TASK:
If a line in the entries below includes "positive", show that line.
**********
use std::path::Path;
use std::time::Duration;

use duration_string::DurationString;
use serde::{Deserialize, Serialize};
use thiserror::Error;

pub const DEFAULT_STREAM_CAPTURE_LIMIT: usize = 4 * 1024 * 1024;

#[derive(Debug, Error)]
pub enum ConfigError {
    #[error("failed to read config file {path}: {source}")]
    Read {
        path: String,
        source: std::io::Error,
    },
    #[error("failed to parse config: {0}")]
    Parse(#[from] serde_yaml::Error),
    #[error("invalid config: {0}")]
    Invalid(String),
}

#[derive(Debug, Clone, Copy, PartialEq, Eq, Default, Serialize, Deserialize)]
#[serde(rename_all = "lowercase")]
pub enum LogMode {
    Dev,
    #[default]
    Production,
    Strict,
}

impl LogMode {
    pub fn default_filter(&self) -> &'static str {
        match self {
            LogMode::Dev => "debug",
            LogMode::Production | LogMode::Strict => "info",
        }
    }

    /// Request and response bodies may be written to logs.
    pub fn logs_bodies(&self) -> bool {
        !matches!(self, LogMode::Strict)
    }
}

#[derive(Debug, Clone, Serialize, Deserialize)]
pub struct EventBusConfig {
    #[serde(default = "default_bus_capacity")]
    pub capacity: usize,
    #[serde(default = "default_bus_workers")]
    pub workers: usize,
}

impl Default for EventBusConfig {
    fn default() -> Self {
        Self {
            capacity: default_bus_capacity(),
            workers: default_bus_workers(),
        }
    }
}

/// Base URLs of the built-in providers. Overridable so tests and on-prem
/// gateways can point elsewhere.
#[derive(Debug, Clone, Serialize, Deserialize)]
pub struct UpstreamConfig {
    #[serde(default = "default_openai_base_url")]
    pub openai_base_url: String,
    #[serde(default = "default_anthropic_base_url")]
    pub anthropic_base_url: String,
    /// When unset the Azure URL is derived from the setting's `resourceName`.
    pub azure_base_url: Option<String>,
    #[serde(default = "default_upstream_timeout")]
    pub timeout: DurationString,
}

impl Default for UpstreamConfig {
    fn default() -> Self {
        Self {
            openai_base_url: default_openai_base_url(),
            anthropic_base_url: default_anthropic_base_url(),
            azure_base_url: None,
            timeout: default_upstream_timeout(),
        }
    }
}

impl UpstreamConfig {
    pub fn azure_base(&self, resource_name: &str) -> String {
        match &self.azure_base_url {
            Some(base) => base.trim_end_matches('/').to_string(),
            None => format!("https://{resource_name}.openai.azure.com"),
        }
    }
}

#[derive(Debug, Clone, Serialize, Deserialize)]
pub struct Configuration {
    #[serde(default = "default_admin_port")]
    pub admin_port: u16,
    #[serde(default = "default_proxy_port")]
    pub proxy_port: u16,
    #[serde(default = "default_bind_address")]
    pub bind_address: String,
    /// Postgres DSN for keys, settings, routes, custom providers and events.
    pub database_url: Option<String>,
    /// Redis DSN for counters and access markers.
    pub redis_url: Option<String>,
    #[serde(default = "default_refresh_interval")]
    pub refresh_interval: DurationString,
    #[serde(default)]
    pub log_mode: LogMode,
    #[serde(default)]
    pub event_bus: EventBusConfig,
    #[serde(default)]
    pub upstream: UpstreamConfig,
    #[serde(default = "default_stream_capture_limit")]
    pub stream_capture_limit_bytes: usize,
    #[serde(default = "default_shutdown_timeout")]
    pub shutdown_timeout: DurationString,
    pub metrics_port: Option<u16>,
}

impl Default for Configuration {
    fn default() -> Self {
        Self {
            admin_port: default_admin_port(),
            proxy_port: default_proxy_port(),
            bind_address: default_bind_address(),
            database_url: None,
            redis_url: None,
            refresh_interval: default_refresh_interval(),
            log_mode: LogMode::default(),
            event_bus: EventBusConfig::default(),
            upstream: UpstreamConfig::default(),
            stream_capture_limit_bytes: default_stream_capture_limit(),
            shutdown_timeout: default_shutdown_timeout(),
            metrics_port: None,
        }
    }
}

impl Configuration {
    pub fn from_yaml(contents: &str) -> Result<Self, serde_yaml::Error> {
        serde_yaml::from_str(contents)
    }

    pub fn load(path: impl AsRef<Path>) -> Result<Self, ConfigError> {
        let path = path.as_ref();
        let contents = std::fs::read_to_string(path).map_err(|source| ConfigError::Read {
            path: path.display().to_string(),
            source,
        })?;
        let config = Self::from_yaml(&contents)?;
        config.validate()?;
        Ok(config)
    }

    pub fn validate(&self) -> Result<(), ConfigError> {
        if self.admin_port == self.proxy_port {
            return Err(ConfigError::Invalid(
                "admin_port and proxy_port must differ".to_string(),
            ));
        }
        if self.event_bus.capacity == 0 || self.event_bus.workers == 0 {
            return Err(ConfigError::Invalid(
                "event_bus capacity and workers must be positive".to_string(),
            ));
        }
        if self.refresh_interval().is_zero() {
            return Err(ConfigError::Invalid("refresh_interval must be positive".to_string()));
        }
        Ok(())
    }

    pub fn refresh_interval(&self) -> Duration {
        self.refresh_interval.clone().into()
    }

    pub fn shutdown_timeout(&self) -> Duration {
        self.shutdown_timeout.clone().into()
    }

    pub fn upstream_timeout(&self) -> Duration {
        self.upstream.timeout.clone().into()
    }
}

fn default_admin_port() -> u16 {
    8001
}

fn default_proxy_port() -> u16 {
    8002
}

fn default_bind_address() -> String {
    "0.0.0.0".to_string()
}

fn default_refresh_interval() -> DurationString {
    DurationString::new(Duration::from_secs(5))
}

fn default_shutdown_timeout() -> DurationString {
    DurationString::new(Duration::from_secs(5))
}

fn default_upstream_timeout() -> DurationString {
    DurationString::new(Duration::from_secs(180))
}

fn default_stream_capture_limit() -> usize {
    DEFAULT_STREAM_CAPTURE_LIMIT
}

fn default_bus_capacity() -> usize {
    1024
}

fn default_bus_workers() -> usize {
    4
}

fn default_openai_base_url() -> String {
    "https://api.openai.com".to_string()
}

fn default_anthropic_base_url() -> String {
    "https://api.anthropic.com".to_string()
}

#[cfg(test)]
mod tests {
    use super::*;
    use pretty_assertions::assert_eq;

    #[test]
    fn test_defaults_from_minimal_yaml() {
        let config = Configuration::from_yaml("log_mode: strict\n").unwrap();
        assert_eq!(config.admin_port, 8001);
        assert_eq!(config.proxy_port, 8002);
        assert_eq!(config.log_mode, LogMode::Strict);
        assert_eq!(config.refresh_interval(), Duration::from_secs(5));
        assert_eq!(config.stream_capture_limit_bytes, 4 * 1024 * 1024);
        assert_eq!(config.event_bus.workers, 4);
        assert!(config.database_url.is_none());
        assert!(!config.log_mode.logs_bodies());
    }

    #[test]
    fn test_log_modes_differ() {
        let modes = [LogMode::Dev, LogMode::Production, LogMode::Strict];
        let filters: Vec<_> = modes.iter().map(LogMode::default_filter).collect();
        let bodies: Vec<_> = modes.iter().map(LogMode::logs_bodies).collect();
        assert_eq!(filters, vec!["debug", "info", "info"]);
        assert_eq!(bodies, vec![true, true, false]);
    }

    #[test]
    fn test_full_yaml() {
        let yaml = r#"
admin_port: 9001
proxy_port: 9002
database_url: postgres://localhost/tollgate
redis_url: redis://localhost:6379
refresh_interval: 2s
log_mode: dev
event_bus:
  capacity: 16
  workers: 2
upstream:
  openai_base_url: http://localhost:1234
  azure_base_url: http://localhost:1235/
  timeout: 30s
"#;
        let config = Configuration::from_yaml(yaml).unwrap();
        assert_eq!(config.proxy_port, 9002);
        assert_eq!(config.refresh_interval(), Duration::from_secs(2));
        assert_eq!(config.upstream_timeout(), Duration::from_secs(30));
        assert_eq!(config.upstream.anthropic_base_url, "https://api.anthropic.com");
        assert_eq!(config.upstream.azure_base("ignored"), "http://localhost:1235");
        assert_eq!(config.event_bus.capacity, 16);
        assert_eq!(config.log_mode.default_filter(), "debug");
    }

    #[test]
    fn test_azure_base_from_resource() {
        let upstream = UpstreamConfig::default();
        assert_eq!(
            upstream.azure_base("acme"),
            "https://acme.openai.azure.com"
        );
    }

    #[test]
    fn test_validate_rejects_shared_port() {
        let config = Configuration::from_yaml("admin_port: 9000\nproxy_port: 9000\n").unwrap();
        assert!(matches!(config.validate(), Err(ConfigError::Invalid(_))));
    }

    #[test]
    fn test_load_missing_file() {
        let err = Configuration::load("/nonexistent/tollgate.yaml").unwrap_err();
        assert!(matches!(err, ConfigError::Read { .. }));
    }

    #[test]
    fn test_rejects_unknown_log_mode() {
        assert!(Configuration::from_yaml("log_mode: chatty\n").is_err());
    }
}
**********
OUTPUT OF THE EXERCISE:
                "event_bus capacity and workers must be positive".to_string(),
            return Err(ConfigError::Invalid("refresh_interval must be positive".to_string()));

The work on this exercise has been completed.